▶ _Directions for this task_
Which lines run from the line with "use crate::color::Rgb;" through the line with "Packs colors as" in the entries below? Print them exactly, both ends included, and nothing more.

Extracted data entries
—————
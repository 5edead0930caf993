use farm_scatter::hotspot::{proximity_colors, resolve_building_hotspots};
use farm_scatter::prelude::*;
use farm_scatter_examples::{
    color_to_rgb8, init_tracing, render_points_to_png, render_wall_segments_to_png, Projection,
    RenderConfig,
};
use glam::Vec2;
use rand::rngs::StdRng;
use rand::SeedableRng;

fn main() -> anyhow::Result<()> {
    init_tracing();

    // Buildings from a RON table given on the command line, or the stock set.
    let table = match std::env::args().nth(1) {
        Some(path) => BuildingTable::from_ron_file(path)?,
        None => BuildingTable::standard()?,
    };
    let wall = WallSettings::default();
    let particles = BuildingParticleSettings::default().with_scale(2.0);
    let mut rng = StdRng::seed_from_u64(7);
    let hotspots = farm_scatter::hotspot::generate_building_hotspots(
        &table,
        &wall,
        HOTSPOT_COUNT,
        &mut rng,
    );

    for (id, outline) in table.iter() {
        let layout = resolve_rooms(outline, &wall);
        let reach = farm_scatter::building::max_floor_distance(outline, &wall).max(1.0);
        let height = outline.len() as f32 * wall.width() + 0.5;

        let side = RenderConfig::new(
            (900, 900),
            Vec2::new(-reach, -height),
            Vec2::new(reach, 0.5),
            Projection::Side,
        );
        render_wall_segments_to_png(
            &layout.segments,
            wall.part,
            &side,
            format!("rooms-{id}-side.png"),
        )?;

        // Fill the top floor and color it by distance to the building's hotspots.
        let top = outline.len() - 1;
        let filled = FloorParticleDistributor::new(outline, top, &wall, &particles)?.generate();
        let resolved = resolve_building_hotspots(
            outline,
            hotspots.get(id).map(Vec::as_slice).unwrap_or_default(),
            &wall,
            &particles,
        );
        let hotspot_points: Vec<_> = resolved.iter().map(|h| h.position).collect();
        let colors = proximity_colors(filled.positions.iter().copied(), &hotspot_points, reach);
        let points = filled
            .positions
            .iter()
            .copied()
            .zip(colors.into_iter().map(color_to_rgb8))
            .chain(
                resolved
                    .iter()
                    .filter(|h| h.floor == top)
                    .map(|h| (h.position, [255, 60, 60])),
            );
        let plan = RenderConfig::new(
            (900, 900),
            Vec2::splat(-reach),
            Vec2::splat(reach),
            Projection::TopDown,
        )
        .with_point_radius(1);
        render_points_to_png(points, &plan, format!("rooms-{id}-floor{top}-top.png"))?;

        println!(
            "{id}: {} floors, {} wall instances, {} particles on floor {top}",
            outline.len(),
            layout.len(),
            filled.len()
        );
    }

    Ok(())
}
//! Flat `f32` buffers handed to the rendering backend.
//!
//! Positions and colors are packed as consecutive triples, wall instances as nine floats
//! (position, rotation, scale) and building hotspots as `[x, y, z, floor]` quadruples.
use glam::Vec3;

use crate::color::Rgb;

/// Packs positions as `[x, y, z, x, y, z, ...]`.
pub fn flatten_positions<I>(positions: I) -> Vec<f32>
where
    I: IntoIterator<Item = Vec3>,
{
    let iter = positions.into_iter();
    let mut out = Vec::with_capacity(iter.size_hint().0 * 3);
    for p in iter {
        out.extend_from_slice(&p.to_array());
    }
    out
}

/// Packs colors as `[r, g, b, r, g, b, ...]`.
pub fn flatten_colors(colors: &[Rgb]) -> Vec<f32> {
    colors.iter().flatten().copied().collect()
}

/// Packs instance transforms as `[px, py, pz, rx, ry, rz, sx, sy, sz, ...]`.
pub fn flatten_transforms<I>(transforms: I) -> Vec<f32>
where
    I: IntoIterator<Item = (Vec3, Vec3, Vec3)>,
{
    let iter = transforms.into_iter();
    let mut out = Vec::with_capacity(iter.size_hint().0 * 9);
    for (position, rotation, scale) in iter {
        out.extend_from_slice(&position.to_array());
        out.extend_from_slice(&rotation.to_array());
        out.extend_from_slice(&scale.to_array());
    }
    out
}

/// Packs positions tagged with a floor index as `[x, y, z, floor, ...]`.
pub fn flatten_tagged<I>(points: I) -> Vec<f32>
where
    I: IntoIterator<Item = (Vec3, usize)>,
{
    let iter = points.into_iter();
    let mut out = Vec::with_capacity(iter.size_hint().0 * 4);
    for (p, floor) in iter {
        out.extend_from_slice(&[p.x, p.y, p.z, floor as f32]);
    }
    out
}

#[cfg(test)]
mod tests {
    use super::*;

    #[test]
    fn positions_pack_as_triples() {
        let buf = flatten_positions([Vec3::new(1.0, 2.0, 3.0), Vec3::new(4.0, 5.0, 6.0)]);
        assert_eq!(buf, vec![1.0, 2.0, 3.0, 4.0, 5.0, 6.0]);
    }

    #[test]
    fn transforms_pack_nine_floats_each() {
        let buf = flatten_transforms([(Vec3::X, Vec3::Y, Vec3::ONE)]);
        assert_eq!(buf, vec![1.0, 0.0, 0.0, 0.0, 1.0, 0.0, 1.0, 1.0, 1.0]);
    }

    #[test]
    fn tagged_points_carry_floor_last() {
        let buf = flatten_tagged([(Vec3::new(0.5, 0.25, -1.0), 2)]);
        assert_eq!(buf, vec![0.5, 0.25, -1.0, 2.0]);
    }

    #[test]
    fn empty_inputs_give_empty_buffers() {
        assert!(flatten_positions(std::iter::empty()).is_empty());
        assert!(flatten_colors(&[]).is_empty());
    }
}
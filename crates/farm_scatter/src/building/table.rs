//! Named building outlines.
use std::collections::BTreeMap;

#[cfg(feature = "serde")]
use serde::{Deserialize, Serialize};

use crate::building::outline::Outline;
use crate::building::presets::{default_building, experimental_building, skyscraper};
use crate::error::{Error, Result};

/// Outlines keyed by building id, iterated in id order.
#[cfg_attr(feature = "serde", derive(Serialize, Deserialize))]
#[cfg_attr(feature = "serde", serde(transparent))]
#[derive(Clone, Debug, Default, PartialEq)]
pub struct BuildingTable {
    buildings: BTreeMap<String, Outline>,
}

impl BuildingTable {
    pub fn new() -> Self {
        Self::default()
    }

    /// The stock buildings: `default`, `experimental` and a ten-floor `scraper`.
    pub fn standard() -> Result<Self> {
        let mut table = Self::new();
        table.insert("default", default_building())?;
        table.insert("experimental", experimental_building())?;
        table.insert("scraper", skyscraper(10, 15, 9)?)?;
        Ok(table)
    }

    /// Adds or replaces a building after validating its outline.
    pub fn insert(&mut self, id: impl Into<String>, outline: Outline) -> Result<()> {
        let id = id.into();
        outline
            .validate()
            .map_err(|e| Error::InvalidConfig(format!("building '{id}': {e}")))?;
        self.buildings.insert(id, outline);
        Ok(())
    }

    pub fn with_building(mut self, id: impl Into<String>, outline: Outline) -> Result<Self> {
        self.insert(id, outline)?;
        Ok(self)
    }

    pub fn get(&self, id: &str) -> Result<&Outline> {
        self.buildings
            .get(id)
            .ok_or_else(|| Error::UnknownBuilding { id: id.to_owned() })
    }

    pub fn contains(&self, id: &str) -> bool {
        self.buildings.contains_key(id)
    }

    pub fn iter(&self) -> impl Iterator<Item = (&str, &Outline)> {
        self.buildings.iter().map(|(id, o)| (id.as_str(), o))
    }

    pub fn ids(&self) -> impl Iterator<Item = &str> {
        self.buildings.keys().map(String::as_str)
    }

    pub fn len(&self) -> usize {
        self.buildings.len()
    }

    pub fn is_empty(&self) -> bool {
        self.buildings.is_empty()
    }

    /// Validates every outline in the table.
    pub fn validate(&self) -> Result<()> {
        for (id, outline) in &self.buildings {
            outline
                .validate()
                .map_err(|e| Error::InvalidConfig(format!("building '{id}': {e}")))?;
        }
        Ok(())
    }

    /// Parses a RON map of building id to floor list and validates it.
    #[cfg(feature = "ron")]
    pub fn from_ron_str(s: &str) -> Result<Self> {
        let table: Self = ron::from_str(s)?;
        table.validate()?;
        tracing::debug!("Loaded {} buildings from RON.", table.len());
        Ok(table)
    }

    /// Reads a RON building table from a file.
    #[cfg(feature = "ron")]
    pub fn from_ron_file(path: impl AsRef<std::path::Path>) -> Result<Self> {
        let text = std::fs::read_to_string(path)?;
        Self::from_ron_str(&text)
    }

    #[cfg(feature = "ron")]
    pub fn to_ron_string(&self) -> Result<String> {
        ron::ser::to_string_pretty(self, ron::ser::PrettyConfig::default())
            .map_err(|e| Error::Other(e.to_string()))
    }
}
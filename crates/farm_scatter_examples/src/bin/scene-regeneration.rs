use farm_scatter::prelude::*;
use farm_scatter_examples::init_tracing;
use rand::rngs::StdRng;
use rand::SeedableRng;

fn main() -> anyhow::Result<()> {
    init_tracing();
    let mut rng = StdRng::seed_from_u64(2024);

    // Print counts the way a settings panel would show them.
    let kinds = [
        GenerationEventKind::TankGenerated,
        GenerationEventKind::BuildingParticlesGenerated,
        GenerationEventKind::Warning,
    ];
    let mut sink = FnSink::for_kinds(kinds, |event| match event {
        GenerationEvent::TankGenerated {
            particle_count,
            layers,
            ..
        } => println!("  tank: {particle_count} particles, {layers} layers"),
        GenerationEvent::BuildingParticlesGenerated {
            floor,
            particle_count,
            ..
        } => println!("  floor {floor}: {particle_count} particles"),
        GenerationEvent::Warning { context, message } => {
            println!("  warning [{context}]: {message}")
        }
        _ => {}
    });

    println!("initial scene");
    let mut scene = Scene::new(
        SceneConfig::default(),
        BuildingTable::standard()?,
        None,
        &mut rng,
        &mut sink,
    )?;

    let changes = [
        SceneChange::ParticleScale(0.5),
        SceneChange::NetShape(NetShape::Cylindrical),
        SceneChange::ActiveBuilding("scraper".into()),
        SceneChange::ActiveFloor(6),
        SceneChange::BuildingParticleScale(1.5),
        // Rejected: the scraper has ten floors. The previous scene stays.
        SceneChange::ActiveFloor(12),
        SceneChange::ActiveBuilding("default".into()),
    ];
    for change in changes {
        println!("{change:?}");
        if let Err(e) = scene.apply(change, &mut rng, &mut sink) {
            println!("  rejected: {e}");
        }
    }

    for _ in 0..60 {
        scene.animate_hotspots(&mut rng);
    }
    let cfg = scene.config();
    println!(
        "final: building '{}' floor {}, {} tank hotspots, {} building hotspots, {} wall floats",
        cfg.building,
        cfg.floor,
        scene.output().tank_hotspots.len(),
        scene.resolved_building_hotspots().len(),
        scene.wall_instance_data().len()
    );
    Ok(())
}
—————
▶ _Reply_
use crate::color::Rgb;

/// Packs positions as `[x, y, z, x, y, z, ...]`.
pub fn flatten_positions<I>(positions: I) -> Vec<f32>
where
    I: IntoIterator<Item = Vec3>,
{
    let iter = positions.into_iter();
    let mut out = Vec::with_capacity(iter.size_hint().0 * 3);
    for p in iter {
        out.extend_from_slice(&p.to_array());
    }
    out
}

/// Packs colors as `[r, g, b, r, g, b, ...]`.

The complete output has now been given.